Segment Start: Materials provided

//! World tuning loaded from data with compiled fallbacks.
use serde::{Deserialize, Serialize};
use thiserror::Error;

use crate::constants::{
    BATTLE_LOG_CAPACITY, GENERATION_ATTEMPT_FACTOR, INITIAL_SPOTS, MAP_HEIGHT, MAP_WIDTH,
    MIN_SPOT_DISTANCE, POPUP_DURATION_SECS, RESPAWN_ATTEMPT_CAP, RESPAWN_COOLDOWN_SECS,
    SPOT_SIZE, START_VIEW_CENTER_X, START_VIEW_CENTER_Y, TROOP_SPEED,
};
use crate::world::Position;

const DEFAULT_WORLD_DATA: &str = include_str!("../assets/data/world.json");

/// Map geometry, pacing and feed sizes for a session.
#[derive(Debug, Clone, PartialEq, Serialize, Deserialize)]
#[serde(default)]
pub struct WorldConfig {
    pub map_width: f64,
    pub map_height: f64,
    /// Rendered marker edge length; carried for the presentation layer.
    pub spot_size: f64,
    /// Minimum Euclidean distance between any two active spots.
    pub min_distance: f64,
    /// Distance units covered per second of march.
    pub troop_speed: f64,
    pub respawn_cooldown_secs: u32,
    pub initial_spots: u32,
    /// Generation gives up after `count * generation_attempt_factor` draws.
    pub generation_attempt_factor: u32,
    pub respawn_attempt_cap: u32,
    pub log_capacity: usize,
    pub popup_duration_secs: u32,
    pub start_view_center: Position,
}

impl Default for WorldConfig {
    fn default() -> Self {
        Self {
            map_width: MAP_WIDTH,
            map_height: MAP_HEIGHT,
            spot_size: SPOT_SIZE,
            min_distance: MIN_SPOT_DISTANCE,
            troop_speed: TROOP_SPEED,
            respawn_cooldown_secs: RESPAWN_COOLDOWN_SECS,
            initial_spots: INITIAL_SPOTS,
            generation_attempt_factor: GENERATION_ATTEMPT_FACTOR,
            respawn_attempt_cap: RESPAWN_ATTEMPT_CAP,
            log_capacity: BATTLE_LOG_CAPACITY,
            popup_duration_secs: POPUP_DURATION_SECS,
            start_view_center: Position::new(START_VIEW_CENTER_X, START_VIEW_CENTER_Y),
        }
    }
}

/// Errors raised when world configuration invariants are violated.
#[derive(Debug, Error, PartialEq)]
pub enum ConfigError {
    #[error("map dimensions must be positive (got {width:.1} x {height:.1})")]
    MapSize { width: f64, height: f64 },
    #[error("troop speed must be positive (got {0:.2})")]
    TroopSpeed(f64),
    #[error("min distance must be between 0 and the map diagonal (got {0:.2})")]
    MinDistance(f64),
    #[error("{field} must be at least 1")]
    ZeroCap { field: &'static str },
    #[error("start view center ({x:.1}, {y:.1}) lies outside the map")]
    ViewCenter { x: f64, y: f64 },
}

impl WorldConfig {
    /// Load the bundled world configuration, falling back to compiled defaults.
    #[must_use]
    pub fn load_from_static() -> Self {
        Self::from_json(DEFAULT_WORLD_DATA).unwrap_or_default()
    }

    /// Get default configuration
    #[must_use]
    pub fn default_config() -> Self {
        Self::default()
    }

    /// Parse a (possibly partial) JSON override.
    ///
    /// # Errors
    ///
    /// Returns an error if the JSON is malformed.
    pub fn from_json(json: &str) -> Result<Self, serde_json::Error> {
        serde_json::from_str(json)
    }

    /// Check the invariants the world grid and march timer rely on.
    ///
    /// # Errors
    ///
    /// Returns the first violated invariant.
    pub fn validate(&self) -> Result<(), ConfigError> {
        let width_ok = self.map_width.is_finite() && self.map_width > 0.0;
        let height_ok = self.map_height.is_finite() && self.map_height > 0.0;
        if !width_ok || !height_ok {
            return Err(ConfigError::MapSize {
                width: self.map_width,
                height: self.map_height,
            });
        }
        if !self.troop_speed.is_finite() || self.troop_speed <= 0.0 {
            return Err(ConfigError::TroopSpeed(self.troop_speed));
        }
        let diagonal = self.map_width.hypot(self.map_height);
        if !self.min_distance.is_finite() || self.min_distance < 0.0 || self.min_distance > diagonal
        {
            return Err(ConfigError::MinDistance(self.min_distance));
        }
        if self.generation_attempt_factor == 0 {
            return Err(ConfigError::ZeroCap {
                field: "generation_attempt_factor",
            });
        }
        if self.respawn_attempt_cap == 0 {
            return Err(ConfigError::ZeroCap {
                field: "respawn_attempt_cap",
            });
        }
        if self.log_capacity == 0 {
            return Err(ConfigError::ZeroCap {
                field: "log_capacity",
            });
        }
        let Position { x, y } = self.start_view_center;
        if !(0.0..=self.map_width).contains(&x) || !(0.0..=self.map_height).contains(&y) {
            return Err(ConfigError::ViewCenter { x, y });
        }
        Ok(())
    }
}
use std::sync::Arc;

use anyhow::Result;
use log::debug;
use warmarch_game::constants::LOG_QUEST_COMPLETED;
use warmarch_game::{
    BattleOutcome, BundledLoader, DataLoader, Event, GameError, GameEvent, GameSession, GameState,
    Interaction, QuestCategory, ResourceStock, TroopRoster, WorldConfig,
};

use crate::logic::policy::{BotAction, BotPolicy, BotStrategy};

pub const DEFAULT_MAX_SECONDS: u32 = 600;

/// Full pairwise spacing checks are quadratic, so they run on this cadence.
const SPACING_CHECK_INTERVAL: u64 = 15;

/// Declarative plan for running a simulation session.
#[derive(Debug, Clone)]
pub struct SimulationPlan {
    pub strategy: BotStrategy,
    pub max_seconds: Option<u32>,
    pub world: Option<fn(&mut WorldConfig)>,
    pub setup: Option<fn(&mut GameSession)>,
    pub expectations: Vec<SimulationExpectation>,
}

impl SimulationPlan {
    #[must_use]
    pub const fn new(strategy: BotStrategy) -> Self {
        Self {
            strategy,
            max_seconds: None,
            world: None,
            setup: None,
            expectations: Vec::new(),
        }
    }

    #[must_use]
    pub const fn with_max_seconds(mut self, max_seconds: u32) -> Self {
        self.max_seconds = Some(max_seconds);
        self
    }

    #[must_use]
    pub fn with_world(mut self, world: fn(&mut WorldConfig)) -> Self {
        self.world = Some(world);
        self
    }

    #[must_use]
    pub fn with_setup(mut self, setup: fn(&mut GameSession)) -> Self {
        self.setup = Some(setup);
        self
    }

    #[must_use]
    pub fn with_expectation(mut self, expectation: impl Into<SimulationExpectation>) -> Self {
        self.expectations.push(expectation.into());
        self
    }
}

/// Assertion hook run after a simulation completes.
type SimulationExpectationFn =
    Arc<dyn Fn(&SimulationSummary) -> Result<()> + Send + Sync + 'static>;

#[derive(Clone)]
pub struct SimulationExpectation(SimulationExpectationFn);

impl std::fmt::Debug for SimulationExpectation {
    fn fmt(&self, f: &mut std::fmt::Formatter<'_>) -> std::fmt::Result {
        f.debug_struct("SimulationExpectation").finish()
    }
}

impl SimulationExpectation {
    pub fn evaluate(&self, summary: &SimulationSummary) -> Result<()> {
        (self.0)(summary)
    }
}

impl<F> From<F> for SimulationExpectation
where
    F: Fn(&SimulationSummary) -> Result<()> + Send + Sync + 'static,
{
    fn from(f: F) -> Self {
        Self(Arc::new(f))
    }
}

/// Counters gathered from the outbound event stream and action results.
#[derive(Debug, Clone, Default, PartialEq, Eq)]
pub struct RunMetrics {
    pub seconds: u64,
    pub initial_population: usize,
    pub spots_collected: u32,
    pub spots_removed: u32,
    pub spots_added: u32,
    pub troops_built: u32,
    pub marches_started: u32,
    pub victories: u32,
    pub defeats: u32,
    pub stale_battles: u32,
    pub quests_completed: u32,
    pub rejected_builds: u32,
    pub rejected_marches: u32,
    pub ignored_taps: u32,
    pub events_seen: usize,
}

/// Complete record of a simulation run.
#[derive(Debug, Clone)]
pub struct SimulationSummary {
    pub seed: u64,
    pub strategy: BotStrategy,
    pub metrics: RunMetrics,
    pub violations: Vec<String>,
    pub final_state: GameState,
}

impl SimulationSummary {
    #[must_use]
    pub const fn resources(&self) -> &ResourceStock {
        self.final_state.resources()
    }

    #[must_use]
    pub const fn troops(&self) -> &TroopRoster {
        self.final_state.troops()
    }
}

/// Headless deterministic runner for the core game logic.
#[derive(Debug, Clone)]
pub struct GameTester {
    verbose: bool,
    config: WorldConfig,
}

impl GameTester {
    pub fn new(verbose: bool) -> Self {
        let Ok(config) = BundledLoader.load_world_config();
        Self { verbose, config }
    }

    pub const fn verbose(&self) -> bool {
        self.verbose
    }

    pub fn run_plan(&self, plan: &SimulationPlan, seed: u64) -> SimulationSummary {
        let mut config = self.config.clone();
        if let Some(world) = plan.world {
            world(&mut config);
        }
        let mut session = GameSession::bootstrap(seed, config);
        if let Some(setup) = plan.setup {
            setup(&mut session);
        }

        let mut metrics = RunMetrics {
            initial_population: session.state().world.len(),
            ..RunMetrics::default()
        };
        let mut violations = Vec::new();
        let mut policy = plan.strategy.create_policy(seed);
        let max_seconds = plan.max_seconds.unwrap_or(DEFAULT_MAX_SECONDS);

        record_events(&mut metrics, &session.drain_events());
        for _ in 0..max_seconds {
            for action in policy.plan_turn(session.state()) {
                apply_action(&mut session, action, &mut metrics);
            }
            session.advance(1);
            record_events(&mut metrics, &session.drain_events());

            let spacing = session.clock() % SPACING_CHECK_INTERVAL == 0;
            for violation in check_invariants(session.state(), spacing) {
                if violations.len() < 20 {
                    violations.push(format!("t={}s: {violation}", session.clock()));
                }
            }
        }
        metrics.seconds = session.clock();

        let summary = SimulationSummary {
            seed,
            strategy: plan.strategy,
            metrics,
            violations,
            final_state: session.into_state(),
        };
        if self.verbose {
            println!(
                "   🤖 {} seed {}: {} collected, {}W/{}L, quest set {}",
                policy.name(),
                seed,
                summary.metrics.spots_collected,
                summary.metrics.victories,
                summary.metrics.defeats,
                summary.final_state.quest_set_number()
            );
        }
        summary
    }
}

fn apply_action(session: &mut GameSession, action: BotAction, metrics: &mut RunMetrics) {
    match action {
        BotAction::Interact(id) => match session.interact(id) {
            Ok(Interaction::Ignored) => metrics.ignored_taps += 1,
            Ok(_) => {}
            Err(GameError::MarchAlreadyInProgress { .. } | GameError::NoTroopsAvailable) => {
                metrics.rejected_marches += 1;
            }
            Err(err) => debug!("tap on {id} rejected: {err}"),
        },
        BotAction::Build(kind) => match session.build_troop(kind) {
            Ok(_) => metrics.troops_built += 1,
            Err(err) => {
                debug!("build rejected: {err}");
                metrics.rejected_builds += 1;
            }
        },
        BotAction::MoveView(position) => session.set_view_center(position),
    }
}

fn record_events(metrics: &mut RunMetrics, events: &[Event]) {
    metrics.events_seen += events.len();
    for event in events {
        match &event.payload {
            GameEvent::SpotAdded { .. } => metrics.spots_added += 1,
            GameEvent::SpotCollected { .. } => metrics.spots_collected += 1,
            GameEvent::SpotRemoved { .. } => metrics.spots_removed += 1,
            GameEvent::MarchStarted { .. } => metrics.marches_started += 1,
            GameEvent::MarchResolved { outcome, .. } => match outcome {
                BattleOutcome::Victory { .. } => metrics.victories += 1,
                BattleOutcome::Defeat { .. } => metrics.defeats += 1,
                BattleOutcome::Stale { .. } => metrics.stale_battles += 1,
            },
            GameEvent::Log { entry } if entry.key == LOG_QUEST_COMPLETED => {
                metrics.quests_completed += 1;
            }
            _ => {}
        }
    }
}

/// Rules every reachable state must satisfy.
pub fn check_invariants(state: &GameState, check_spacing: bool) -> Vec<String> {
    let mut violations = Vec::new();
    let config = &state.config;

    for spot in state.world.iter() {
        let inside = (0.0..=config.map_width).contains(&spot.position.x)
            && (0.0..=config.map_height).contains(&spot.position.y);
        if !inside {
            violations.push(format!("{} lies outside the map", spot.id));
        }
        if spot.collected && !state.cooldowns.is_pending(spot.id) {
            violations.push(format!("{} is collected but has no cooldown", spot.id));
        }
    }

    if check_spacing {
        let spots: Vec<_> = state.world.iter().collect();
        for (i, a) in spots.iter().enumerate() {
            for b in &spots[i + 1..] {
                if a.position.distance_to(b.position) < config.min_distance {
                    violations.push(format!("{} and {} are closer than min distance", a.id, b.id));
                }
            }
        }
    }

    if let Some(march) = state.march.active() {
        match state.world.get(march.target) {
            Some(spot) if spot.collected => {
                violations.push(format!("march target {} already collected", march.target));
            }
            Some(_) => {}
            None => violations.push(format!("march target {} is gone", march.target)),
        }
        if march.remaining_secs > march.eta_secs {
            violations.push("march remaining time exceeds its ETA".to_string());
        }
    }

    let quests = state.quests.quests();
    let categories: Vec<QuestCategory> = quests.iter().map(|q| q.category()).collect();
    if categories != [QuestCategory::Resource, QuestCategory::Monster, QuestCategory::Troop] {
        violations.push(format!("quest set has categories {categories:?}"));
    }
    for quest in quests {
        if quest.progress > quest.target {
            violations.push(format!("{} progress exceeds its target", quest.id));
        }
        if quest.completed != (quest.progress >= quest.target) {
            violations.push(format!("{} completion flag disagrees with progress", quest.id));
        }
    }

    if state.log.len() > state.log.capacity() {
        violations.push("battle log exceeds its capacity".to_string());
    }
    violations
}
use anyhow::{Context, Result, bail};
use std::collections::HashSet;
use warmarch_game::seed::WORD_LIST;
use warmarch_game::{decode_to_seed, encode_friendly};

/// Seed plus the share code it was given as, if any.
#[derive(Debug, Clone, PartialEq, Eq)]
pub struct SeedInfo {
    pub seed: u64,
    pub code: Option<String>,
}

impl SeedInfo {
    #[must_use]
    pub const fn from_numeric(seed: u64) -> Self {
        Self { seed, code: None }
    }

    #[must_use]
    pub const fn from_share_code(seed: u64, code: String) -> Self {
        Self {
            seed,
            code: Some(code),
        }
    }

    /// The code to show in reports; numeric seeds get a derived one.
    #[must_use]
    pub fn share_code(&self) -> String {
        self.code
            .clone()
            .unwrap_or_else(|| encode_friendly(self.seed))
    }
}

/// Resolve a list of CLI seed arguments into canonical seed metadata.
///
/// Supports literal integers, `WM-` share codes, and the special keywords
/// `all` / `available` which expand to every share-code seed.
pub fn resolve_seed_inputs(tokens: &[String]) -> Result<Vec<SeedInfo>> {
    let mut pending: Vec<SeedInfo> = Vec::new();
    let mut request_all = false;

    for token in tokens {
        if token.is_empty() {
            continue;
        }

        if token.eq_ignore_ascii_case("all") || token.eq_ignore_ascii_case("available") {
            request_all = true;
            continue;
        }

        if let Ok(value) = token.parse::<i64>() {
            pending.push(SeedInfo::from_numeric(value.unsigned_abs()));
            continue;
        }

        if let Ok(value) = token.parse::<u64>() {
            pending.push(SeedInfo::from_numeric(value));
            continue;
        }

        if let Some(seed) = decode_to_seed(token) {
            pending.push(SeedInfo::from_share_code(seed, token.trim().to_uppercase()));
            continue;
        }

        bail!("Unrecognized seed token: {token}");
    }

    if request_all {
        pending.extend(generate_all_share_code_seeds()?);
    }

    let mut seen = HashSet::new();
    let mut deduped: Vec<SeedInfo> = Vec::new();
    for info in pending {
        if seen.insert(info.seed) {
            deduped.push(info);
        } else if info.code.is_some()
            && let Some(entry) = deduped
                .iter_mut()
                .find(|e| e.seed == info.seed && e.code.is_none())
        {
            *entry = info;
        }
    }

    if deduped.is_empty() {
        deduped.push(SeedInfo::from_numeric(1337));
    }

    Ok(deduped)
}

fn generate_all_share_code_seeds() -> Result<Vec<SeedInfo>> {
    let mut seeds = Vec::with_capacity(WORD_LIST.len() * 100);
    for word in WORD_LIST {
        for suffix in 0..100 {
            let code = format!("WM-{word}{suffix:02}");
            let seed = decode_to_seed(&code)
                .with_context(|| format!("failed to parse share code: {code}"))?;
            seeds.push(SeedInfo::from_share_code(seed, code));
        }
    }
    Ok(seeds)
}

Segment End: Materials provided

Your answer should consist of the lines above that hold the word "HashSet", copied exactly.

use std::collections::HashSet;
    let mut seen = HashSet::new();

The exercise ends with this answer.